Наконец летающий сарай остановился, карты были спрятаны, а Сальвадора отцепили от скамейки. Потом с него даже сняли наручники, и все четверо по шаткому дюралевому трапу вышли на бетонное поле аэродрома. Сальвадор огляделся и увидел, что это аэродром "Центральный". Он не предназначен для москвичей и гостей столицы, и не все знают, что рядом с метро "Аэропорт" действительно есть аэродром. Большое бетонное поле находится прямо в центре города, тесно окруженное домами. На этом роскошном плацу обычно устраивают репетиции военных парадов. От Ленинградского шоссе аэродром отделяют длинные зеленые здания из металла и стекла, так называемый центральный аэровокзал. В свободное от парадов время тут летают важные и просто блатные персоны: директора оборонных заводов, их жены, спортсмены, члены правительства (хотя у них есть свой аэродром "Внуково-2"), доставалы коньяка из анекдота, военные и военные доставалы коньяка и много, много других. Видимо, Сальвадор тоже попал в разряд важных персон, тем более что никто даже не пытался отбивать ему почки или хотя бы заламывать руки за спину. К вертолету подкатили два автомобиля: первый – черный бронированный "ЗИЛ" с зелеными стеклами, второй – военный фургон с кузовом, крытым брезентом. Прибытие Сальвадора было роскошным, потому что посадили его как раз в "ЗИЛ". Правда, рядом уселся один из головорезов. В остальном все было тихо и пристойно. Место водителя было отделено толстым, не пропускающим звуков стеклом. Сальвадор вспомнил морду Косыгина, проезжавшего от кремлевской больницы вдоль парка на Мичуринском проспекте. За зеленым стеклом морда тоже казалась зеленой, и выглядывала она с тоской. Правда, тоска эта была от другого. Фургон так и двигался сзади, и кавалькада выглядела в глазах Сальвадора весьма внушительно. Они поехали в противоположном от центра Москвы направлении, без лишнего шума и мигалок, и скоро оказались на кольцевой автодороге. По кольцевой поехали налево, к Минскому шоссе, и Сальвадор стал подозревать, что его возвращают туда, где он уже был. Так оно и оказалось. Машины обогнули знакомое здание, похожее на соты, остановились сзади между оградой из проволочной сетки и кучами строительного мусора, и сетчатые ворота со скрипом поползли в сторону. Затем Сальвадора ввели в институт Криогенной техники, провели по нескольким пустым широким коридорам и предложили пройти в кабинет. После этого сопровождающие удалились.
44
Кабинет был обычным и светлым, немного холодным, а хозяин его не соответствовал интерьеру. За просторным гладким письменным столом сидел худой старик с длинными белыми волосами, какие бывают у музыкантов, в толстом шерстяном пиджаке с торчащим уголком белоснежного платка, хотя сам пиджак выглядел старым и мятым. Старик медленно поднялся из-за стола и поплелся навстречу Сальвадору, и Сальвадор увидел, что у того на ногах почему-то валенки с галошами. Длинные, до плеч волосы старика казались вблизи зеленоватыми.

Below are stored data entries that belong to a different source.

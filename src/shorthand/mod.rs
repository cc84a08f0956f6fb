//! The shorthand resolver and the record it produces.

use std::collections::BTreeMap;

use serde::{Serialize, Serializer};

mod resolver;

pub use resolver::resolve;

#[cfg(test)]
mod tests;


/// Shorthand token mapped to its expansion, e.g. `zw` => `zerowidth/dotfiles`.
pub type ShorthandTable = BTreeMap<String, String>;

/// A fully qualified GitHub repository.
#[derive(Debug, Clone, PartialEq, Eq)]
pub struct Repo {
    /// Repository owner (user or organization).
    pub owner: String,
    /// Repository name.
    pub name: String,
}

impl Repo {
    /// Split an `owner/name` string on its first `/`. Returns `None` when there
    /// is no separator or either side is empty.
    #[must_use]
    pub fn parse(s: &str) -> Option<Self> {
        let (owner, name) = s
            .split_once('/')
            .filter(|(owner, name)| !owner.is_empty() && !name.is_empty())?;
        Some(Self {
            owner: owner.to_string(),
            name: name.to_string(),
        })
    }
}

impl std::fmt::Display for Repo {
    fn fmt(&self, f: &mut std::fmt::Formatter<'_>) -> std::fmt::Result {
        write!(f, "{}/{}", self.owner, self.name)
    }
}

/// What the leading part of the input resolved to.
#[derive(Debug, Clone, PartialEq, Eq, Default)]
pub enum Matched {
    /// Neither a shorthand nor a literal `owner/name` was found.
    #[default]
    Nothing,
    /// A key from the repo table expanded to a repository.
    RepoShorthand {
        /// The shorthand key that matched.
        key: String,
        /// The repository it expands to.
        repo: Repo,
    },
    /// A literal `owner/name` typed out in full.
    LiteralRepo(Repo),
    /// A key from the user table expanded to a user or organization.
    UserShorthand {
        /// The shorthand key that matched.
        key: String,
        /// The user it expands to.
        user: String,
    },
}

/// The trailing reference extracted from whatever followed the repo or user.
#[derive(Debug, Clone, PartialEq, Eq)]
pub enum Fragment {
    /// Issue or pull request number, digits only.
    Issue(String),
    /// A path beginning with `/`, e.g. `/pulls`.
    Path(String),
}

/// The result of resolving one input string against the shorthand tables.
#[derive(Debug, Clone, PartialEq, Eq, Default)]
pub struct Resolution {
    matched: Matched,
    fragment: Option<Fragment>,
    query: String,
}

impl Resolution {
    /// What the leading part of the input matched.
    #[must_use]
    pub const fn matched(&self) -> &Matched {
        &self.matched
    }

    /// The extracted issue or path, if any.
    #[must_use]
    pub const fn fragment(&self) -> Option<&Fragment> {
        self.fragment.as_ref()
    }

    /// The repository, from either a repo shorthand or a literal `owner/name`.
    #[must_use]
    pub const fn repo(&self) -> Option<&Repo> {
        match &self.matched {
            Matched::RepoShorthand { repo, .. } | Matched::LiteralRepo(repo) => Some(repo),
            Matched::Nothing | Matched::UserShorthand { .. } => None,
        }
    }

    /// Repository owner, empty unless a full repository was resolved.
    #[must_use]
    pub fn owner(&self) -> &str {
        self.repo().map_or("", |r| r.owner.as_str())
    }

    /// Repository name, empty unless a full repository was resolved.
    #[must_use]
    pub fn name(&self) -> &str {
        self.repo().map_or("", |r| r.name.as_str())
    }

    /// The user a user shorthand expanded to, or empty.
    #[must_use]
    pub fn user(&self) -> &str {
        match &self.matched {
            Matched::UserShorthand { user, .. } => user,
            _ => "",
        }
    }

    /// The repo shorthand key that matched, or empty.
    #[must_use]
    pub fn repo_match(&self) -> &str {
        match &self.matched {
            Matched::RepoShorthand { key, .. } => key,
            _ => "",
        }
    }

    /// The user shorthand key that matched, or empty.
    #[must_use]
    pub fn user_match(&self) -> &str {
        match &self.matched {
            Matched::UserShorthand { key, .. } => key,
            _ => "",
        }
    }

    /// Issue number, or empty.
    #[must_use]
    pub fn issue(&self) -> &str {
        match &self.fragment {
            Some(Fragment::Issue(issue)) => issue,
            _ => "",
        }
    }

    /// Path fragment beginning with `/`, or empty.
    #[must_use]
    pub fn path(&self) -> &str {
        match &self.fragment {
            Some(Fragment::Path(path)) => path,
            _ => "",
        }
    }

    /// Input left over after every extraction step.
    #[must_use]
    pub fn query(&self) -> &str {
        &self.query
    }

    /// Display suffix naming the matched shorthand, e.g. `" (zw#5)"` or
    /// `" (gh)"`. Empty when no shorthand was used.
    #[must_use]
    pub fn annotation(&self) -> String {
        match &self.matched {
            Matched::RepoShorthand { key, .. } => match &self.fragment {
                Some(Fragment::Issue(issue)) => format!(" ({key}#{issue})"),
                _ => format!(" ({key})"),
            },
            Matched::UserShorthand { key, .. } => format!(" ({key})"),
            Matched::Nothing | Matched::LiteralRepo(_) => String::new(),
        }
    }

    /// Like [`annotation`](Self::annotation) but never mentions the issue.
    #[must_use]
    pub fn repo_annotation(&self) -> String {
        match &self.matched {
            Matched::RepoShorthand { key, .. } | Matched::UserShorthand { key, .. } => {
                format!(" ({key})")
            }
            Matched::Nothing | Matched::LiteralRepo(_) => String::new(),
        }
    }
}

/// Flat wire shape, one string per field, empty when absent.
#[derive(Serialize)]
struct Flat<'a> {
    owner: &'a str,
    name: &'a str,
    user: &'a str,
    repo_match: &'a str,
    user_match: &'a str,
    issue: &'a str,
    path: &'a str,
    query: &'a str,
    annotation: String,
}

impl Serialize for Resolution {
    fn serialize<S: Serializer>(&self, serializer: S) -> Result<S::Ok, S::Error> {
        Flat {
            owner: self.owner(),
            name: self.name(),
            user: self.user(),
            repo_match: self.repo_match(),
            user_match: self.user_match(),
            issue: self.issue(),
            path: self.path(),
            query: self.query(),
            annotation: self.annotation(),
        }
        .serialize(serializer)
    }
}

– Николай Васильевич Клеточников, если не ошибаюсь? – спросил он.
– Да, – ответил Сальвадор.
– Здравствуйте. Моя фамилия Борман, Михаил Семенович Борман. Я ждал вас много лет.
ЧАСТЬ ВТОРАЯ. ГОРЫ
45
– Вы что, тот самый Борман? – невежливо спросил Сальвадор.

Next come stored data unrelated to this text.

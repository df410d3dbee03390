mod cli;
mod commands;
mod config;

use anyhow::Result;
use clap::Parser;
use tracing_subscriber::{fmt, prelude::*, EnvFilter};

use cli::*;

fn init_logging(verbose: u8) {
    let default = match verbose {
        0 => "warn",
        1 => "savemap=debug,savemap_cli=debug",
        _ => "savemap=trace,savemap_cli=trace",
    };
    tracing_subscriber::registry()
        .with(EnvFilter::try_from_default_env().unwrap_or_else(|_| default.into()))
        .with(fmt::layer().with_writer(std::io::stderr))
        .init();
}

fn main() -> Result<()> {
    let cli = Cli::parse();
    init_logging(cli.verbose);

    match cli.command {
        Commands::Items {
            session,
            filter,
            all,
            json,
        } => {
            commands::items::handle(&session, filter.as_deref(), all, json)?;
        }

        Commands::Get { session, item } => {
            commands::values::get(&session, &item)?;
        }

        Commands::Set {
            session,
            item,
            value,
            output,
            no_backup,
        } => {
            commands::values::set(&session, &item, &value, output.as_deref(), no_backup)?;
        }

        Commands::Checksums {
            session,
            fix,
            no_backup,
        } => {
            commands::checksums::handle(&session, fix, no_backup)?;
        }

        Commands::Regions { session } => {
            commands::regions::handle(&session)?;
        }

        Commands::Configure {
            template_dir,
            backup,
            show,
        } => {
            commands::configure::handle(template_dir, backup, show)?;
        }
    }

    Ok(())
}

– Да, тот самый, – ответил Борман. Как видите, я уже стар, но дела все не кончаются. Ваше дело самое важное, но вы еще сами ничего не знаете. Я должен ввести вас в курс дела.

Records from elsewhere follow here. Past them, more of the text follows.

//! Checksum report and repair command handler

use anyhow::{Context, Result};
use savemap::{ItemKind, Session};

use crate::cli::SessionArgs;
use crate::config::Config;

use super::{open_session, write_session};

/// One row of the checksum report
#[derive(Debug, Clone, PartialEq, Eq)]
pub struct Row {
    pub id: String,
    pub offset: usize,
    pub stored: Option<u32>,
    pub computed: Option<u32>,
}

impl Row {
    pub fn is_valid(&self) -> bool {
        self.stored == self.computed
    }
}

/// Checksums of every enabled instance. Checksums without an algorithm or
/// pointing out of bounds have no computed value.
pub fn report(session: &Session) -> Vec<Row> {
    session
        .items()
        .iter()
        .filter(|item| !item.disabled)
        .filter_map(|item| match &item.kind {
            ItemKind::Checksum { status, .. } => Some(Row {
                id: item.id.clone(),
                offset: item.offset,
                stored: status.map(|s| s.stored),
                computed: status.map(|s| s.computed),
            }),
            _ => None,
        })
        .collect()
}

fn hex(value: Option<u32>) -> String {
    value.map_or_else(|| "-".to_string(), |v| format!("{v:#x}"))
}

/// Handle `checksums` command
pub fn handle(args: &SessionArgs, fix: bool, no_backup: bool) -> Result<()> {
    let config = Config::load()?;
    let mut session = open_session(args, &config)?;

    let rows = report(&session);
    if rows.is_empty() {
        println!("No checksums in template {}", session.template().id);
        return Ok(());
    }

    println!("{:<32} {:>8} {:>12} {:>12}", "Checksum", "Offset", "Stored", "Computed");
    for row in &rows {
        println!(
            "{:<32} {:>#8x} {:>12} {:>12} {}",
            row.id,
            row.offset,
            hex(row.stored),
            hex(row.computed),
            if row.is_valid() { "ok" } else { "MISMATCH" }
        );
    }

    let invalid = rows.iter().filter(|r| !r.is_valid()).count();
    if !fix {
        if invalid > 0 {
            println!("\n{} checksum(s) invalid. Use --fix to regenerate.", invalid);
        }
        return Ok(());
    }

    let written = session
        .refresh_checksums()
        .context("Failed to regenerate checksums")?;
    let backup = config.backup_enabled() && !no_backup;
    let target = write_session(&session, &args.input, None, backup)?;
    println!(
        "\nRegenerated {} checksum(s), saved to: {}",
        written,
        target.display()
    );
    Ok(())
}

Сальвадор был уже совершенно холоден и спокоен. Он помнил, что коридоры пусты, а в кабинете они были одни, и похоже, без всякого подвоха. Он уже внутренне приготовился давить эту хилую шею, но Борман предупреждающим жестом поднял ладонь:
– Повторяю, я очень стар, и не считаю оставшийся год или два большой ценностью. Сейчас воскресенье, и в корпусе никого нет, но есть срочные дела, которые не закончит никто, кроме нас. Я должен ввести вас в курс дела.
Сальвадор успокоился. Лишняя информация в любом случае не мешала, а чудес и теперь еще оставалось слишком много. Борман продолжал:
– Вы все время шли по правильному пути. Если бы я не побывал там, в тайге, раньше вас, все могло бы быть по-другому. Я хочу дать вам то, что вы должны были там найти. Это отчет, или, вернее, дневник.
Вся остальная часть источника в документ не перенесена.